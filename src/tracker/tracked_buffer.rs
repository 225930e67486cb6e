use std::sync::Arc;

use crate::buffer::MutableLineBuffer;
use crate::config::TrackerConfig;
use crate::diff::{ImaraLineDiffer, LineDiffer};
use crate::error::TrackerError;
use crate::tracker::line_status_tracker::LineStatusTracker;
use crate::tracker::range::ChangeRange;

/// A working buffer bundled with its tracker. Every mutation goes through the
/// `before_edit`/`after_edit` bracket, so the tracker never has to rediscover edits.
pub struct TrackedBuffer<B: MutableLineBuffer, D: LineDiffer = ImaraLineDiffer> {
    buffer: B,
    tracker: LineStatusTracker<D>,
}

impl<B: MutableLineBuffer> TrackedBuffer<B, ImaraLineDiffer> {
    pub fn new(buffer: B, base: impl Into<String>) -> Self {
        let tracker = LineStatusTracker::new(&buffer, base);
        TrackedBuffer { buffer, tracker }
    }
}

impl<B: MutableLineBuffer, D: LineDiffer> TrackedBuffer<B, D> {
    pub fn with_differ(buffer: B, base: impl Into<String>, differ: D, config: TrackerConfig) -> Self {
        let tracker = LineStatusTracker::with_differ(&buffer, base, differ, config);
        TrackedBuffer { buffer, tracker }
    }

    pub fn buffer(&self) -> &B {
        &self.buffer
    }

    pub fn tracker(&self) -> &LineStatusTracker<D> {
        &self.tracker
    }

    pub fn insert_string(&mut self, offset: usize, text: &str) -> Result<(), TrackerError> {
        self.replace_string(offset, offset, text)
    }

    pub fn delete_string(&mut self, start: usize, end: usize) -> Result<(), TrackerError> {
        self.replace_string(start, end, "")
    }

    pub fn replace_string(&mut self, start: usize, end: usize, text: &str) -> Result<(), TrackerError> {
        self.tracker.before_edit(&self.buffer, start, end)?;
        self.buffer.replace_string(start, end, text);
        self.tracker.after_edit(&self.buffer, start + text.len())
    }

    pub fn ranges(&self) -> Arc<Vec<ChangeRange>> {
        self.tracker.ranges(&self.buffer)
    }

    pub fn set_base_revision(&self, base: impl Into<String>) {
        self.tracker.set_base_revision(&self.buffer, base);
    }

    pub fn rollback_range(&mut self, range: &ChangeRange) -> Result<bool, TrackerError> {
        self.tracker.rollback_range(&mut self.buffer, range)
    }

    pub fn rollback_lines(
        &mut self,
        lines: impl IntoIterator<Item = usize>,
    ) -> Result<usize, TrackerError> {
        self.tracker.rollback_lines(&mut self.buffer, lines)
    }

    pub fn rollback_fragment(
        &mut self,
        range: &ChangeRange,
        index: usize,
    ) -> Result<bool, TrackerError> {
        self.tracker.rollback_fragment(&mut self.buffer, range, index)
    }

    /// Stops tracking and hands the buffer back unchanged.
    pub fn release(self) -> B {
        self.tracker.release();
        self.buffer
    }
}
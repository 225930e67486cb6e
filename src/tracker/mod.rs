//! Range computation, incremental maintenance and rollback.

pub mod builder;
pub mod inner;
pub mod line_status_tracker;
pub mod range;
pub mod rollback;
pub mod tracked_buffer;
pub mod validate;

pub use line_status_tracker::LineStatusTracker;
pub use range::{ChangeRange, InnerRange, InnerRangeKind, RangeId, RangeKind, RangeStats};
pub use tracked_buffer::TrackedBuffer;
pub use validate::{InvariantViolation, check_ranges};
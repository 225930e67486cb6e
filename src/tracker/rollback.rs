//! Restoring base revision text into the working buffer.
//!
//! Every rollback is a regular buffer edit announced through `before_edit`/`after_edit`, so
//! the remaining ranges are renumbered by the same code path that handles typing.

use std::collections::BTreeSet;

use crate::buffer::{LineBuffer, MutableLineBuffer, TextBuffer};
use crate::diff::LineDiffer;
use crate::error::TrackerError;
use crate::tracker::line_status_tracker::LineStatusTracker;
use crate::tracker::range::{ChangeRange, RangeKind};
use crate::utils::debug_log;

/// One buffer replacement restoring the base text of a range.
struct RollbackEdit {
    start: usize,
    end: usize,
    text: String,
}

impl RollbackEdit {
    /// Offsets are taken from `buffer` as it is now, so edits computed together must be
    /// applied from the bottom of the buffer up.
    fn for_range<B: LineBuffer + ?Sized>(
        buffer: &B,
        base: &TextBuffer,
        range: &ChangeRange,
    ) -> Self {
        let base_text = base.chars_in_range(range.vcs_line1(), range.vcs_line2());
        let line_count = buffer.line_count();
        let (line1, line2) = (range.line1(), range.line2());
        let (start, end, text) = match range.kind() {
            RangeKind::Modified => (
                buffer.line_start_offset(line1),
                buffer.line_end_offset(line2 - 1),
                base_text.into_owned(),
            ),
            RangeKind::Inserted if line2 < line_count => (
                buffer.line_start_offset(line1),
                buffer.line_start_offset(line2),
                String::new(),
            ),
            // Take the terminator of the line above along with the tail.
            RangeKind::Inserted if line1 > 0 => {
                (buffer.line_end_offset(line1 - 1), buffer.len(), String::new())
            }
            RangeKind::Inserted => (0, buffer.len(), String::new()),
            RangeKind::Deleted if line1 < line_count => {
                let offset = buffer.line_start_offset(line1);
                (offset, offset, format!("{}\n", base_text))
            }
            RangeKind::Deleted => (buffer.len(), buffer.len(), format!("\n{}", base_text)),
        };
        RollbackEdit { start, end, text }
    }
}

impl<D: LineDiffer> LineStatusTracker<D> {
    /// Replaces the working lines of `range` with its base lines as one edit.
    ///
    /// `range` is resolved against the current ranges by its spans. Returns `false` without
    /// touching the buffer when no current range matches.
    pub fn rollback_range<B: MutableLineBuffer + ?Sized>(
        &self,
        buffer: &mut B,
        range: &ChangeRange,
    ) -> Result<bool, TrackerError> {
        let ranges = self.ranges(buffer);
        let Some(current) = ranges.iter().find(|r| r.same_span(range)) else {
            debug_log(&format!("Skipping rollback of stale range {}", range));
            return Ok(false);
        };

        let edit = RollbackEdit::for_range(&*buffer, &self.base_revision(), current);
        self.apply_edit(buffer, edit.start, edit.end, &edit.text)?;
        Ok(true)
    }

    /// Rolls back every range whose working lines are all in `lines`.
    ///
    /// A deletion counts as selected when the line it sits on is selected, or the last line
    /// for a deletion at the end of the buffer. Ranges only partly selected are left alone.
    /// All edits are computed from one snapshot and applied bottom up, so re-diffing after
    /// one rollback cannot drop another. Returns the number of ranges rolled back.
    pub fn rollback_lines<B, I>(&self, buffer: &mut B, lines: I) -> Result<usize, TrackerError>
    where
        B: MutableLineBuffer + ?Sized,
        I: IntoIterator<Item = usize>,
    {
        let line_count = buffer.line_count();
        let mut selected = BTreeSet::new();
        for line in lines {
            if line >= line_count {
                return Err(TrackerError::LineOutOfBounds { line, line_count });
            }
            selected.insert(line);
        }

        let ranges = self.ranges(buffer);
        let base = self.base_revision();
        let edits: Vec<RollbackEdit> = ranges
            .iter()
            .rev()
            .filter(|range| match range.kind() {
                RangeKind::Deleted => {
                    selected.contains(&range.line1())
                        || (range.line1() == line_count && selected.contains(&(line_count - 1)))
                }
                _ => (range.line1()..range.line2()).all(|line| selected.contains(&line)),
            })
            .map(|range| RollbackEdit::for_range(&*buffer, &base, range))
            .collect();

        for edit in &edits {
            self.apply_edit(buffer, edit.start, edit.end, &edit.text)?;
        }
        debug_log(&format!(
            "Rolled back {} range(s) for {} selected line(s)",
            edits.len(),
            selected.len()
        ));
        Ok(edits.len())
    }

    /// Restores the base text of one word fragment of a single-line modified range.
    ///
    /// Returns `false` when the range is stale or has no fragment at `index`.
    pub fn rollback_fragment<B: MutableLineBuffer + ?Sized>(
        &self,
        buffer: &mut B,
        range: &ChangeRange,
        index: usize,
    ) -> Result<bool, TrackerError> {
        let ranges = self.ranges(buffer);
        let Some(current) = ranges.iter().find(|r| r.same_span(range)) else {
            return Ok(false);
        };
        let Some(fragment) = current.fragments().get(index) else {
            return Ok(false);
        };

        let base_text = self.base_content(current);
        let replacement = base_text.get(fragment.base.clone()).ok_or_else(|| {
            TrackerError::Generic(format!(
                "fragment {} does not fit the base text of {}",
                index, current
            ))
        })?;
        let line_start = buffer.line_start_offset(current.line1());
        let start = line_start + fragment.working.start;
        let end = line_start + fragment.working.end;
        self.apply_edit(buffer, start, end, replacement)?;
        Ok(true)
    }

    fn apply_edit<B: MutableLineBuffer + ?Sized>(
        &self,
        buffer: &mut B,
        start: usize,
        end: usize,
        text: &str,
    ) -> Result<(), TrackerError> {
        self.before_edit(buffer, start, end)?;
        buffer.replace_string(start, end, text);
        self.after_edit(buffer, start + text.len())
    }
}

# EXERCISE BRIEF:
From the line containing "if line >= line_count" down to the line containing "let line_start = buffer.line_start_offset(current.line1());" in the material above, reproduce every line exactly, including the two end lines.

# FINISHED TASK:
            if line >= line_count {
                return Err(TrackerError::LineOutOfBounds { line, line_count });
            }
            selected.insert(line);
        }

        let ranges = self.ranges(buffer);
        let base = self.base_revision();
        let edits: Vec<RollbackEdit> = ranges
            .iter()
            .rev()
            .filter(|range| match range.kind() {
                RangeKind::Deleted => {
                    selected.contains(&range.line1())
                        || (range.line1() == line_count && selected.contains(&(line_count - 1)))
                }
                _ => (range.line1()..range.line2()).all(|line| selected.contains(&line)),
            })
            .map(|range| RollbackEdit::for_range(&*buffer, &base, range))
            .collect();

        for edit in &edits {
            self.apply_edit(buffer, edit.start, edit.end, &edit.text)?;
        }
        debug_log(&format!(
            "Rolled back {} range(s) for {} selected line(s)",
            edits.len(),
            selected.len()
        ));
        Ok(edits.len())
    }

    /// Restores the base text of one word fragment of a single-line modified range.
    ///
    /// Returns `false` when the range is stale or has no fragment at `index`.
    pub fn rollback_fragment<B: MutableLineBuffer + ?Sized>(
        &self,
        buffer: &mut B,
        range: &ChangeRange,
        index: usize,
    ) -> Result<bool, TrackerError> {
        let ranges = self.ranges(buffer);
        let Some(current) = ranges.iter().find(|r| r.same_span(range)) else {
            return Ok(false);
        };
        let Some(fragment) = current.fragments().get(index) else {
            return Ok(false);
        };

        let base_text = self.base_content(current);
        let replacement = base_text.get(fragment.base.clone()).ok_or_else(|| {
            TrackerError::Generic(format!(
                "fragment {} does not fit the base text of {}",
                index, current
            ))
        })?;
        let line_start = buffer.line_start_offset(current.line1());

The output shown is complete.